Whilst at UCD Karl wrote for university papers, and afterwards he did some freelance journalism for The Guardian and the Irish Times.
“My articles were often about Dublin. I wanted to write something from a new perspective reflecting the city a bit more.”
In 2002, studying modernism and the University of East Anglia.
“That’s where I began thinking about writing. Mixing with the creative writers, the seminars on criticism stuck with me. I was influenced by narrative non-fiction published in the New Yorker.”
Karl worked in various jobs, teaching as part of his PhD, and working as a researcher at South Dublin library. He started working on the book in 2010, and the following year sent a proposal to publishers and agents.

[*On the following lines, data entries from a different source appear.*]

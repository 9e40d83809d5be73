//! High-level facade for digitizing scanned line plots.
//!
//! This crate provides:
//! - re-exports of the `plot-digitizer-core` pipeline,
//! - JSON config / report helpers and CSV or JSON trajectory export,
//! - a line-oriented provider for pixel locations that were not given up front,
//! - (feature `image`) helpers that run the pipeline on `image::GrayImage`
//!   buffers and write debug rasters to a directory,
//! - (feature `cli`) the `plot-digitizer` binary.
//!
//! ## Quickstart
//!
//! ```no_run
//! use plot_digitizer::{digitize_image, load_gray};
//! use plot_digitizer::core::{parse_points, Correspondences, DigitizerParams};
//!
//! # fn main() -> Result<(), Box<dyn std::error::Error>> {
//! let img = load_gray("plot.png")?;
//! let data = parse_points(&["0,0", "10,0", "0,1"])?;
//! let pixel = parse_points(&["52,410", "598,410", "52,38"])?;
//! let correspondences = Correspondences::new(data, pixel)?;
//!
//! let result = digitize_image(&img, &correspondences, DigitizerParams::default())?;
//! for (x, y) in result.trajectory.xy() {
//!     println!("{x},{y}");
//! }
//! # Ok(())
//! # }
//! ```
//!
//! ## Pixel conventions
//! Pixel locations use the image convention: origin at the top-left corner,
//! y growing downwards. Data coordinates have y growing upwards.

pub use plot_digitizer_core as core;

pub use plot_digitizer_core::{
    Correspondences, DigitizeError, DigitizeResult, Digitizer, DigitizerParams, Trajectory,
};

pub mod io;
pub mod provider;

pub use io::{write_trajectory, DigitizeConfig, DigitizeIoError, DigitizeReport};
pub use provider::LinePointProvider;

#[cfg(feature = "image")]
mod image_io;

#[cfg(feature = "image")]
pub use image_io::{
    digitize_image, digitize_image_with_debug, gray_view, load_gray, to_image_buffer,
    DirDebugSink,
};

“I had no response, so I sent a section to Brendan Barrington, an editor at Penguin Ireland who also edits the Dublin Review. I wrote several articles for the Dublin Review, then Brendan asked for a book proposal.”
Who Is Karl Whitney?
Date of Birth: 25th July 1978 in Tallaght.
Education: Rockbrook, Rathfarnham, then Ashfield College. UCD English and History. University of East Anglia, Masters in Modernism, UCD PhD.
Home: Sunderland, near Newcastle.
Family: Parents Tom and May, brother Warren, girlfriend, Laura.
The Day Job: Writing; and teaching An Introduction to Literature at Sunderland University.
Interests: film. Cinema, cycling, running.
Favourite Writers: Flann O’Brien; and influences include John McFee, Ian Frazier, Mike Davis, and Erik Hazam.
Second Book: I’m thinking of one, trying to discern if its to be based single place or more travel based.
Top Writing Tip: Be persistent, and keep it to yourself in the early stages. Early criticism may not be useful. It can put you off. Believe in what you’re doing, becoming good takes time.
Web: www.karlwhitney.com Twitter: @karlwhitney
Hidden City. Adventures and Explorations in Dublin. Penguin Ireland: €21.44. Kindle: €8.82.
Travelling around Dublin by bus, tram, bicycle and on foot, Karl seeks out secret places and untold stories. He follows Joyce – searching for all his addresses; he looks at deprived areas, at the suburbs and he goes underground in the Liberties. The reader journeys with him, seeing Dublin’s heritage in a new way.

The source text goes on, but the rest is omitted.